Your objective: Write out the records again exactly. Nothing should be dropped.

(Saved data entries)
#####

//! 超时与重试包装
//!
//! 每次调用都有超时。超时后的重试逐步缩小请求：先把 max_tokens 减半，再把最后一条用户消息截断到
//! [`TRUNCATED_PROMPT_CHARS`] 个字符。其它错误只再试一次。

use std::sync::Arc;
use std::time::Duration;

use async_trait::async_trait;

use crate::llm::{CompletionOptions, LlmClient, LlmError};
use crate::memory::{Message, Role};
use crate::utils::truncate_chars;

/// 第二次超时后用户消息保留的字符数
pub const TRUNCATED_PROMPT_CHARS: usize = 1500;
/// 非超时错误的总尝试次数
const OTHER_ERROR_ATTEMPTS: usize = 2;
/// 超时的总尝试次数（原请求 + 减半 tokens + 截断 prompt）
const TIMEOUT_ATTEMPTS: usize = 3;

pub struct ResilientLlm {
    inner: Arc<dyn LlmClient>,
    timeout: Duration,
}

impl ResilientLlm {
    pub fn new(inner: Arc<dyn LlmClient>, timeout: Duration) -> Self {
        Self { inner, timeout }
    }

    async fn call_once(&self, messages: &[Message], opts: &CompletionOptions) -> Result<String, LlmError> {
        match tokio::time::timeout(self.timeout, self.inner.complete(messages, opts)).await {
            Ok(result) => result,
            Err(_) => Err(LlmError::Timeout {
                secs: self.timeout.as_secs(),
            }),
        }
    }
}

/// 截断最后一条 User 消息
fn shrink_prompt(messages: &[Message]) -> Vec<Message> {
    let mut shrunk = messages.to_vec();
    if let Some(last_user) = shrunk.iter_mut().rev().find(|m| m.role == Role::User) {
        last_user.content = truncate_chars(&last_user.content, TRUNCATED_PROMPT_CHARS);
    }
    shrunk
}

#[async_trait]
impl LlmClient for ResilientLlm {
    async fn complete(&self, messages: &[Message], opts: &CompletionOptions) -> Result<String, LlmError> {
        let mut current_messages = messages.to_vec();
        let mut current_opts = opts.clone();
        let mut timeouts = 0;
        let mut others = 0;

        loop {
            match self.call_once(&current_messages, &current_opts).await {
                Ok(text) => return Ok(text),
                Err(err) if err.is_timeout() => {
                    timeouts += 1;
                    if timeouts >= TIMEOUT_ATTEMPTS {
                        tracing::error!(model = self.inner.model(), "LLM timed out {} times, giving up", timeouts);
                        return Err(err);
                    }
                    if timeouts == 1 {
                        current_opts.max_tokens = (current_opts.max_tokens / 2).max(1);
                        tracing::warn!(
                            max_tokens = current_opts.max_tokens,
                            "LLM timeout, retrying with fewer tokens"
                        );
                    } else {
                        current_messages = shrink_prompt(&current_messages);
                        tracing::warn!("LLM timeout again, retrying with truncated prompt");
                    }
                }
                Err(err @ LlmError::InvalidRequest(_)) => return Err(err),
                Err(err) => {
                    others += 1;
                    if others >= OTHER_ERROR_ATTEMPTS {
                        tracing::error!(error = %err, "LLM request failed after {} attempts", others);
                        return Err(err);
                    }
                    tracing::warn!(error = %err, "LLM request failed, retrying");
                    tokio::time::sleep(Duration::from_millis(500)).await;
                }
            }
        }
    }

    fn model(&self) -> &str {
        self.inner.model()
    }

    fn token_usage(&self) -> (u64, u64, u64) {
        self.inner.token_usage()
    }
}

#[cfg(test)]
mod tests {
    use super::*;
    use crate::llm::MockLlmClient;

    #[tokio::test]
    async fn test_timeout_shrinks_tokens_then_prompt() {
        let mock = Arc::new(MockLlmClient::new());
        mock.push_error(LlmError::Timeout { secs: 1 });
        mock.push_error(LlmError::Timeout { secs: 1 });
        mock.push_reply("ok");
        let llm = ResilientLlm::new(mock.clone(), Duration::from_secs(5));

        let long_prompt = "я".repeat(4000);
        let out = llm
            .complete(&[Message::user(long_prompt)], &CompletionOptions::digest(1000))
            .await
            .unwrap();
        assert_eq!(out, "ok");

        let calls = mock.calls();
        assert_eq!(calls.len(), 3);
        assert_eq!(calls[0].1.max_tokens, 1000);
        assert_eq!(calls[1].1.max_tokens, 500);
        assert_eq!(calls[1].0[0].content.chars().count(), 4000);
        assert_eq!(calls[2].0[0].content.chars().count(), TRUNCATED_PROMPT_CHARS);
    }

    #[tokio::test]
    async fn test_three_timeouts_give_up() {
        let mock = Arc::new(MockLlmClient::new());
        for _ in 0..3 {
            mock.push_error(LlmError::Timeout { secs: 1 });
        }
        let llm = ResilientLlm::new(mock.clone(), Duration::from_secs(5));
        let err = llm
            .complete(&[Message::user("q")], &CompletionOptions::chat(100))
            .await
            .unwrap_err();
        assert!(err.is_timeout());
        assert_eq!(mock.call_count(), 3);
    }

    #[tokio::test]
    async fn test_other_error_retried_once() {
        let mock = Arc::new(MockLlmClient::new());
        mock.push_error(LlmError::Request("connection refused".into()));
        mock.push_error(LlmError::Request("connection refused".into()));
        mock.push_reply("never reached");
        let llm = ResilientLlm::new(mock.clone(), Duration::from_secs(5));
        let err = llm
            .complete(&[Message::user("q")], &CompletionOptions::chat(100))
            .await
            .unwrap_err();
        assert!(matches!(err, LlmError::Request(_)));
        assert_eq!(mock.call_count(), 2);
    }

    #[tokio::test]
    async fn test_slow_backend_hits_timeout() {
        struct Slow;
        #[async_trait]
        impl LlmClient for Slow {
            async fn complete(&self, _: &[Message], _: &CompletionOptions) -> Result<String, LlmError> {
                tokio::time::sleep(Duration::from_secs(60)).await;
                Ok("late".into())
            }
        }
        let llm = ResilientLlm::new(Arc::new(Slow), Duration::from_millis(10));
        let err = llm
            .complete(&[Message::user("q")], &CompletionOptions::chat(10))
            .await
            .unwrap_err();
        assert!(err.is_timeout());
    }
}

#####

Answer box:
//! 超时与重试包装
//!
//! 每次调用都有超时。超时后的重试逐步缩小请求：先把 max_tokens 减半，再把最后一条用户消息截断到
//! [`TRUNCATED_PROMPT_CHARS`] 个字符。其它错误只再试一次。

use std::sync::Arc;
use std::time::Duration;

use async_trait::async_trait;

use crate::llm::{CompletionOptions, LlmClient, LlmError};
use crate::memory::{Message, Role};
use crate::utils::truncate_chars;

/// 第二次超时后用户消息保留的字符数
pub const TRUNCATED_PROMPT_CHARS: usize = 1500;
/// 非超时错误的总尝试次数
const OTHER_ERROR_ATTEMPTS: usize = 2;
/// 超时的总尝试次数（原请求 + 减半 tokens + 截断 prompt）
const TIMEOUT_ATTEMPTS: usize = 3;

pub struct ResilientLlm {
    inner: Arc<dyn LlmClient>,
    timeout: Duration,
}

impl ResilientLlm {
    pub fn new(inner: Arc<dyn LlmClient>, timeout: Duration) -> Self {
        Self { inner, timeout }
    }

    async fn call_once(&self, messages: &[Message], opts: &CompletionOptions) -> Result<String, LlmError> {
        match tokio::time::timeout(self.timeout, self.inner.complete(messages, opts)).await {
            Ok(result) => result,
            Err(_) => Err(LlmError::Timeout {
                secs: self.timeout.as_secs(),
            }),
        }
    }
}

/// 截断最后一条 User 消息
fn shrink_prompt(messages: &[Message]) -> Vec<Message> {
    let mut shrunk = messages.to_vec();
    if let Some(last_user) = shrunk.iter_mut().rev().find(|m| m.role == Role::User) {
        last_user.content = truncate_chars(&last_user.content, TRUNCATED_PROMPT_CHARS);
    }
    shrunk
}

#[async_trait]
impl LlmClient for ResilientLlm {
    async fn complete(&self, messages: &[Message], opts: &CompletionOptions) -> Result<String, LlmError> {
        let mut current_messages = messages.to_vec();
        let mut current_opts = opts.clone();
        let mut timeouts = 0;
        let mut others = 0;

        loop {
            match self.call_once(&current_messages, &current_opts).await {
                Ok(text) => return Ok(text),
                Err(err) if err.is_timeout() => {
                    timeouts += 1;
                    if timeouts >= TIMEOUT_ATTEMPTS {
                        tracing::error!(model = self.inner.model(), "LLM timed out {} times, giving up", timeouts);
                        return Err(err);
                    }
                    if timeouts == 1 {
                        current_opts.max_tokens = (current_opts.max_tokens / 2).max(1);
                        tracing::warn!(
                            max_tokens = current_opts.max_tokens,
                            "LLM timeout, retrying with fewer tokens"
                        );
                    } else {
                        current_messages = shrink_prompt(&current_messages);
                        tracing::warn!("LLM timeout again, retrying with truncated prompt");
                    }
                }
                Err(err @ LlmError::InvalidRequest(_)) => return Err(err),
                Err(err) => {
                    others += 1;
                    if others >= OTHER_ERROR_ATTEMPTS {
                        tracing::error!(error = %err, "LLM request failed after {} attempts", others);
                        return Err(err);
                    }
                    tracing::warn!(error = %err, "LLM request failed, retrying");
                    tokio::time::sleep(Duration::from_millis(500)).await;
                }
            }
        }
    }

    fn model(&self) -> &str {
        self.inner.model()
    }

    fn token_usage(&self) -> (u64, u64, u64) {
        self.inner.token_usage()
    }
}

#[cfg(test)]
mod tests {
    use super::*;
    use crate::llm::MockLlmClient;

    #[tokio::test]
    async fn test_timeout_shrinks_tokens_then_prompt() {
        let mock = Arc::new(MockLlmClient::new());
        mock.push_error(LlmError::Timeout { secs: 1 });
        mock.push_error(LlmError::Timeout { secs: 1 });
        mock.push_reply("ok");
        let llm = ResilientLlm::new(mock.clone(), Duration::from_secs(5));

        let long_prompt = "я".repeat(4000);
        let out = llm
            .complete(&[Message::user(long_prompt)], &CompletionOptions::digest(1000))
            .await
            .unwrap();
        assert_eq!(out, "ok");

        let calls = mock.calls();
        assert_eq!(calls.len(), 3);
        assert_eq!(calls[0].1.max_tokens, 1000);
        assert_eq!(calls[1].1.max_tokens, 500);
        assert_eq!(calls[1].0[0].content.chars().count(), 4000);
        assert_eq!(calls[2].0[0].content.chars().count(), TRUNCATED_PROMPT_CHARS);
    }

    #[tokio::test]
    async fn test_three_timeouts_give_up() {
        let mock = Arc::new(MockLlmClient::new());
        for _ in 0..3 {
            mock.push_error(LlmError::Timeout { secs: 1 });
        }
        let llm = ResilientLlm::new(mock.clone(), Duration::from_secs(5));
        let err = llm
            .complete(&[Message::user("q")], &CompletionOptions::chat(100))
            .await
            .unwrap_err();
        assert!(err.is_timeout());
        assert_eq!(mock.call_count(), 3);
    }

    #[tokio::test]
    async fn test_other_error_retried_once() {
        let mock = Arc::new(MockLlmClient::new());
        mock.push_error(LlmError::Request("connection refused".into()));
        mock.push_error(LlmError::Request("connection refused".into()));
        mock.push_reply("never reached");
        let llm = ResilientLlm::new(mock.clone(), Duration::from_secs(5));
        let err = llm
            .complete(&[Message::user("q")], &CompletionOptions::chat(100))
            .await
            .unwrap_err();
        assert!(matches!(err, LlmError::Request(_)));
        assert_eq!(mock.call_count(), 2);
    }

    #[tokio::test]
    async fn test_slow_backend_hits_timeout() {
        struct Slow;
        #[async_trait]
        impl LlmClient for Slow {
            async fn complete(&self, _: &[Message], _: &CompletionOptions) -> Result<String, LlmError> {
                tokio::time::sleep(Duration::from_secs(60)).await;
                Ok("late".into())
            }
        }
        let llm = ResilientLlm::new(Arc::new(Slow), Duration::from_millis(10));
        let err = llm
            .complete(&[Message::user("q")], &CompletionOptions::chat(10))
            .await
            .unwrap_err();
        assert!(err.is_timeout());
    }
}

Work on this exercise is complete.